En lo alto del portón —metálico y pesado, de un tono verde decadencia— pendía una imagen de la Virgen de Guadalupe. Pues sí, ni modo que no. La Virgen ostentaba flores frescas y velas aromáticas. Esa Venus del Tepeyac era lo único que los vecinos se esforzaban por conservar en buen estado.

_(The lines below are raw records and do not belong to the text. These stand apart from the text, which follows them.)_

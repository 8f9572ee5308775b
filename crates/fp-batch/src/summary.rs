//! Aggregate statistics over a finished batch.

use std::fmt;
use std::time::Duration;

use crate::{ScenarioResult, ScenarioStatus};

#[derive(Clone, Debug, PartialEq)]
pub struct BatchSummary {
    pub scenarios:      usize,
    pub optimal:        usize,
    pub no_path:        usize,
    /// `(start_hour, cost)` of the cheapest scenario; earliest hour on ties.
    pub cheapest:       Option<(f64, f64)>,
    pub mean_cost:      Option<f64>,
    pub mean_fuel:      Option<f64>,
    pub total_states:   u64,
    pub total_runtime:  Duration,
}

pub fn summarize(results: &[ScenarioResult]) -> BatchSummary {
    let solved: Vec<&ScenarioResult> = results
        .iter()
        .filter(|r| r.status == ScenarioStatus::Optimal)
        .collect();

    let cheapest = solved
        .iter()
        .map(|r| (r.start_hour, r.outcome.total_cost))
        .fold(None, |best: Option<(f64, f64)>, cur| match best {
            Some(b) if b.1 <= cur.1 => Some(b),
            _ => Some(cur),
        });

    let mean = |values: Vec<f64>| {
        (!values.is_empty()).then(|| values.iter().sum::<f64>() / values.len() as f64)
    };

    BatchSummary {
        scenarios:     results.len(),
        optimal:       solved.len(),
        no_path:       results.len() - solved.len(),
        cheapest,
        mean_cost:     mean(solved.iter().map(|r| r.outcome.total_cost).collect()),
        mean_fuel:     mean(solved.iter().filter_map(|r| r.fuel_burned()).collect()),
        total_states:  results.iter().map(|r| r.outcome.states_expanded()).sum(),
        total_runtime: results.iter().map(|r| r.runtime).sum(),
    }
}

impl fmt::Display for BatchSummary {
    fn fmt(&self, f: &mut fmt::Formatter<'_>) -> fmt::Result {
        writeln!(f, "scenarios:     {} ({} optimal, {} no path)", self.scenarios, self.optimal, self.no_path)?;
        if let Some((hour, cost)) = self.cheapest {
            writeln!(f, "cheapest:      t={hour:.1}h  €{cost:.2}")?;
        }
        if let Some(cost) = self.mean_cost {
            writeln!(f, "mean cost:     €{cost:.2}")?;
        }
        if let Some(fuel) = self.mean_fuel {
            writeln!(f, "mean fuel:     {fuel:.0} kg")?;
        }
        writeln!(f, "states:        {}", self.total_states)?;
        write!(f, "search time:   {:?}", self.total_runtime)
    }
}
//! Lattice error type.

use thiserror::Error;

use fp_core::NodeId;

/// Errors produced by `fp-lattice`.
#[derive(Debug, Error)]
pub enum LatticeError {
    #[error("invalid lattice parameters: {0}")]
    InvalidParams(String),

    #[error("{node_count} waypoints cannot form rings of {angle_count} angles")]
    InvalidShape { node_count: usize, angle_count: u32 },

    #[error("node {0} not found in lattice")]
    NodeNotFound(NodeId),
}

pub type LatticeResult<T> = Result<T, LatticeError>;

Una noche volví de mi caminata, dispuesta a reencontrarme con Frankenstein de Mary Shelley que había dejado a la mitad unas horas antes y que masticaba pensando que era monstruosamente parecido a mí con ese cuerpo que no se decidía a crecer, la cara redonda, llena de incontables cicatrices por los barritos que masacraba con mis uñas y aquellas piernas flacas como carrizos. Crucé el umbral de la puerta cuando me di de frente con Esmeralda y su novio que ¡ay, dios mío! era novia. Fue apenas un segundo pero vi claramente que la novia —pelo corto, botas, camisa— tenía unos pechos bien definidos (no como los míos que sí pero no) en un bonito brassiere de encaje blanco que dejaba ver la camisa desabrochada. Seguí de largo y entré corriendo al cuarto donde vivíamos. Me senté en la orilla del sillón. Respiré.

Leí Frankenstein sin leerlo, otros seres extraños me ocupaban. Mi vecindad era un monstruo flaco y torpe, yo era una hembra de monstruo adolescente, flaca y redonda a la vez; la ciudad de México era un monstruo inmenso donde podías esconderte de todo. Pero esas dos chicas, no. Ellas no encajaban. Había en su imagen una belleza implacable, dos venus a los besos debajo de una venus guadalupana lustrosa y beata. Y ahora yo era su cómplice.

Las siguientes noches que escuché gritar a doña Elvia, me puse tensa. Algo en mí quería que el regaño terminara. Luego dejé de tensarme. Y empecé a sonreír con cierto orgullo cada vez que la señora arremetía contra ese pinche vago que su hija tenía por novio.